A global study reveals that cutting-edge cancer immunotherapies, while lifesaving, carry a hidden risk: they may trigger cholestasis, a serious liver condition where bile flow stalls.
Analysing 634 patient reports from global drug-safety databases (FAERS and VigiBase), scientists found immunotherapy patients had a significantly higher risk of cholestasis than chemotherapy recipients.
Those under 65 faced greater danger, and women developed symptoms weeks earlier than men (Median 1.17 vs.
1.90 months).
Anti-PD-1 drugs (e.g., pembrolizumab) and combination therapies posed the highest risk.
In mice, combined anti-CTLA-4/anti-PD-L1 drugs caused severe bile duct injury.

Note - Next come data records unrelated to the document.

use super::SeaOrmStorage;
use crate::entity::format_date;
use crate::entity::progress_entries::{ActiveModel, Column, Entity as ProgressEntries};
use crate::errors::{PreschoolError, Result};
use crate::models::{
    PaginationInfo, PaginationQuery,
    progress::{
        entities::ProgressEntry,
        requests::{CreateProgressRequest, ProgressListQuery, UpdateProgressRequest},
        responses::ProgressListResponse,
    },
};
use sea_orm::{
    ActiveModelTrait, ColumnTrait, EntityTrait, PaginatorTrait, QueryFilter, QueryOrder,
    QuerySelect, Set,
};

impl SeaOrmStorage {
    pub async fn create_progress_entry_impl(
        &self,
        teacher_id: i64,
        req: CreateProgressRequest,
    ) -> Result<ProgressEntry> {
        let now = chrono::Utc::now();
        let recorded_on = req.recorded_on.unwrap_or_else(|| now.date_naive());

        let model = ActiveModel {
            student_id: Set(req.student_id),
            teacher_id: Set(teacher_id),
            area: Set(req.area.to_string()),
            rating: Set(req.rating),
            remarks: Set(req.remarks),
            recorded_on: Set(format_date(recorded_on)),
            created_at: Set(now.timestamp()),
            updated_at: Set(now.timestamp()),
            ..Default::default()
        };

        let result = model
            .insert(&self.db)
            .await
            .map_err(|e| PreschoolError::database_operation(format!("创建成长记录失败: {e}")))?;

        Ok(result.into_progress_entry())
    }

    pub async fn get_progress_entry_by_id_impl(&self, id: i64) -> Result<Option<ProgressEntry>> {
        let result = ProgressEntries::find_by_id(id)
            .one(&self.db)
            .await
            .map_err(|e| PreschoolError::database_operation(format!("查询成长记录失败: {e}")))?;

        Ok(result.map(|m| m.into_progress_entry()))
    }

    pub async fn list_progress_with_pagination_impl(
        &self,
        query: ProgressListQuery,
    ) -> Result<ProgressListResponse> {
        let (page, size) = PaginationQuery::normalized(query.page, query.size);

        let mut select = ProgressEntries::find();

        if let Some(student_id) = query.student_id {
            select = select.filter(Column::StudentId.eq(student_id));
        }
        if let Some(teacher_id) = query.teacher_id {
            select = select.filter(Column::TeacherId.eq(teacher_id));
        }
        if let Some(area) = query.area {
            select = select.filter(Column::Area.eq(area.to_string()));
        }

        // 最近的记录在前
        select = select
            .order_by_desc(Column::RecordedOn)
            .order_by_desc(Column::Id);

        let paginator = select.paginate(&self.db, size);
        let total = paginator.num_items().await.map_err(|e| {
            PreschoolError::database_operation(format!("查询成长记录总数失败: {e}"))
        })?;
        let pages = paginator.num_pages().await.map_err(|e| {
            PreschoolError::database_operation(format!("查询成长记录页数失败: {e}"))
        })?;
        let entries = paginator.fetch_page(page - 1).await.map_err(|e| {
            PreschoolError::database_operation(format!("查询成长记录列表失败: {e}"))
        })?;

        Ok(ProgressListResponse {
            items: entries
                .into_iter()
                .map(|m| m.into_progress_entry())
                .collect(),
            pagination: PaginationInfo::new(page, size, total, pages),
        })
    }

    pub async fn list_progress_for_student_impl(
        &self,
        student_id: i64,
        limit: u64,
    ) -> Result<Vec<ProgressEntry>> {
        let entries = ProgressEntries::find()
            .filter(Column::StudentId.eq(student_id))
            .order_by_asc(Column::RecordedOn)
            .order_by_asc(Column::Id)
            .limit(limit)
            .all(&self.db)
            .await
            .map_err(|e| PreschoolError::database_operation(format!("查询成长记录失败: {e}")))?;

        Ok(entries
            .into_iter()
            .map(|m| m.into_progress_entry())
            .collect())
    }

    pub async fn update_progress_entry_impl(
        &self,
        id: i64,
        update: UpdateProgressRequest,
    ) -> Result<Option<ProgressEntry>> {
        if self.get_progress_entry_by_id_impl(id).await?.is_none() {
            return Ok(None);
        }

        let mut model = ActiveModel {
            id: Set(id),
            updated_at: Set(chrono::Utc::now().timestamp()),
            ..Default::default()
        };

        if let Some(area) = update.area {
            model.area = Set(area.to_string());
        }
        if let Some(rating) = update.rating {
            model.rating = Set(rating);
        }
        if let Some(remarks) = update.remarks {
            model.remarks = Set(Some(remarks));
        }
        if let Some(recorded_on) = update.recorded_on {
            model.recorded_on = Set(format_date(recorded_on));
        }

        model
            .update(&self.db)
            .await
            .map_err(|e| PreschoolError::database_operation(format!("更新成长记录失败: {e}")))?;

        self.get_progress_entry_by_id_impl(id).await
    }

    pub async fn delete_progress_entry_impl(&self, id: i64) -> Result<bool> {
        let result = ProgressEntries::delete_by_id(id)
            .exec(&self.db)
            .await
            .map_err(|e| PreschoolError::database_operation(format!("删除成长记录失败: {e}")))?;

        Ok(result.rows_affected > 0)
    }
}
use async_trait::async_trait;
use std::sync::Arc;
use tracing::error;

use super::{AssignmentBackend, AssignmentError, AssignmentSnapshot, StudentId, TeacherId};
use crate::errors::{PreschoolError, Result};
use crate::storage::Storage;

/// 基于 [`Storage`] 的写回端
pub struct StorageAssignmentBackend {
    storage: Arc<dyn Storage>,
}

impl StorageAssignmentBackend {
    pub fn new(storage: Arc<dyn Storage>) -> Self {
        Self { storage }
    }
}

#[async_trait]
impl AssignmentBackend for StorageAssignmentBackend {
    async fn set_student_teacher(
        &self,
        student_id: StudentId,
        teacher_id: Option<TeacherId>,
    ) -> Result<()> {
        if self
            .storage
            .set_student_teacher(student_id, teacher_id)
            .await?
        {
            Ok(())
        } else {
            Err(PreschoolError::not_found(format!(
                "学生 {student_id} 不存在"
            )))
        }
    }
}

/// 读取全部学生与教师
pub async fn load_snapshot(
    storage: &dyn Storage,
) -> std::result::Result<AssignmentSnapshot, AssignmentError> {
    let students = storage.list_all_students().await.map_err(|e| {
        error!("Failed to load students for assignment: {}", e);
        AssignmentError::Load(e.to_string())
    })?;
    let teachers = storage.list_all_teachers().await.map_err(|e| {
        error!("Failed to load teachers for assignment: {}", e);
        AssignmentError::Load(e.to_string())
    })?;

    Ok(AssignmentSnapshot { students, teachers })
}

Molecular analysis linked the condition to disrupted bile acid metabolism and inflammation pathways.
“This isn’t about abandoning immunotherapies—they save lives,” stresses senior author Peng Luo, PhD, of Southern Medical University.
“But we must monitor liver function aggressively, especially in the first month for women and young adults. Catching cholestasis early prevents irreversible damage.”
Surprisingly, cholestasis often occurred without classic hepatitis symptoms, suggesting routine liver tests alone may miss it.
The team urges adding bile acid level checks to standard monitoring.